Biology Department conducts mining-related research

Date Posted: March 8, 2018 at 09:30 AM


Adamson University’s Biology Department, in partnership with some faculty of Caraga State University in Butuan City, is currently conducting an intensive research for the post-mining intervention of Dinagat Island to provide a scientific or evidenced-based solution to the harmful effects of mining.

Titled Baseline Survey of Biodiversity and Physico-chemical Characteristics of Disturbed and Undisturbed Environments in the Province of Dinagat Island, Philippines, the research is funded by the Commission on Higher Education (CHED) and is headed by Dr. Eleanor Austria, PhD, a senior faculty member of the Biology Department.

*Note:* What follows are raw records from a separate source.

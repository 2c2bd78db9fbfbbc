//! Display surfaces the controller renders into

use serde::{Deserialize, Serialize};
use tokio::sync::watch;
use tracing::warn;

/// Default text color of a display surface
pub const DEFAULT_COLOR: &str = "#ffffff";

/// A minimal text surface: the controller only sets text and color
pub trait DisplaySink: Send {
    fn set_text(&self, text: &str);
    fn set_color(&self, color: &str);
}

/// Last rendered content of a display surface
#[derive(Debug, Clone, PartialEq, Eq, Serialize, Deserialize)]
pub struct DisplayFrame {
    pub text: String,
    pub color: String,
}

impl Default for DisplayFrame {
    fn default() -> Self {
        Self {
            text: String::new(),
            color: DEFAULT_COLOR.to_string(),
        }
    }
}

/// Display backed by a watch channel so readers always see the latest frame
#[derive(Debug, Clone)]
pub struct WatchDisplay {
    frame_tx: watch::Sender<DisplayFrame>,
}

impl WatchDisplay {
    pub fn new() -> Self {
        let (frame_tx, _) = watch::channel(DisplayFrame::default());
        Self { frame_tx }
    }

    /// Current frame
    pub fn current(&self) -> DisplayFrame {
        self.frame_tx.borrow().clone()
    }

    /// Subscribe to frame updates
    pub fn subscribe(&self) -> watch::Receiver<DisplayFrame> {
        self.frame_tx.subscribe()
    }

    fn update<F>(&self, updater: F)
    where
        F: FnOnce(&mut DisplayFrame) -> bool,
    {
        // Stores the value even when nobody is subscribed
        self.frame_tx.send_if_modified(updater);
    }
}

impl Default for WatchDisplay {
    fn default() -> Self {
        Self::new()
    }
}

impl DisplaySink for WatchDisplay {
    fn set_text(&self, text: &str) {
        self.update(|frame| {
            if frame.text == text {
                return false;
            }
            frame.text = text.to_string();
            true
        });
    }

    fn set_color(&self, color: &str) {
        if color.is_empty() {
            warn!("Ignoring empty display color");
            return;
        }
        self.update(|frame| {
            if frame.color == color {
                return false;
            }
            frame.color = color.to_string();
            true
        });
    }
}
//! Countdown tick background task

use std::sync::Arc;
use tokio::sync::mpsc;
use tracing::{debug, error, info};

use crate::{state::AppState, timer::Tick};

/// Background task that applies driver ticks to the shared controller, one
/// at a time and in arrival order
pub async fn countdown_task(state: Arc<AppState>, mut tick_rx: mpsc::UnboundedReceiver<Tick>) {
    info!("Starting countdown task");

    while let Some(tick) = tick_rx.recv().await {
        match state.apply_tick(tick.generation) {
            Ok(true) => {
                debug!("Display: {}", state.get_display().text);
            }
            Ok(false) => {
                debug!("Tick for generation {} ignored", tick.generation);
            }
            Err(e) => {
                error!("Failed to apply tick: {}", e);
            }
        }
    }

    info!("Tick channel closed, countdown task exiting");
}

Assisting her is a team composed of Gil Gabriel Villancio, MS, Maria Regina Quibod, MS, and Ace Bryan Cabal, MS. The team aims to provide a holistic survey of terrestrial, marine, and aquatic environments in Dinagat to provide better solutions to the mining aftermath. The research commenced last August 2017 and is targeted for completion in August 2019.

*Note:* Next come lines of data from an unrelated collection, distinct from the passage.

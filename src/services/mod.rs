//! External service module
//!
//! This module contains the notification services the timer reports through
//! and the mock weather data source.

pub mod notifier;
pub mod weather;

// Re-export main types
pub use notifier::{
    deliver, AlertSink, DesktopNotifier, DisabledNotifier, LogNotifier, Notification,
    NotificationQueue, NotificationService, NotificationSink, Permission, PromptedNotifier,
    StderrAlert,
};
pub use weather::{fetch_current, lookup, WeatherReport};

With consultants from the Zoology Department of the National Museum of the Philippines, the baseline survey aims to be an underlying research for a more sustainable solution of the deteriorating effect of mining. It hopes to provide a more holistic catalogue of the resources of the mining site and adjacent area for its pre- mining and post-mining states.

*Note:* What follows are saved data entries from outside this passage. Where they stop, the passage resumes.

//! Countdown timer module
//!
//! The controller is a plain state machine; ticks, rendering and
//! notifications go through small capability traits so it can be driven by
//! tokio in production and by hand in tests.

pub mod controller;
pub mod display;
pub mod driver;

// Re-export main types
pub use controller::{CountdownController, TICK_PERIOD};
pub use display::{DisplayFrame, DisplaySink, WatchDisplay};
pub use driver::{ManualTickDriver, Tick, TickDriver, TokioTickDriver};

The research is a part of a three-phased project called Post-mining Interventions for Environmental Rehabilitation and Land Sustainability Program, also dubbed as the Perlas Project. The project was established in observance of the statutory mandated social and environmental responsibility of mining agencies as stated in Republic Act 7942 or the Philippine Mining Act of 1995. This act requires mining agencies to contribute to the rehabilitation of social and environmental aspects of their sites or conduct a research as regard to these aspects.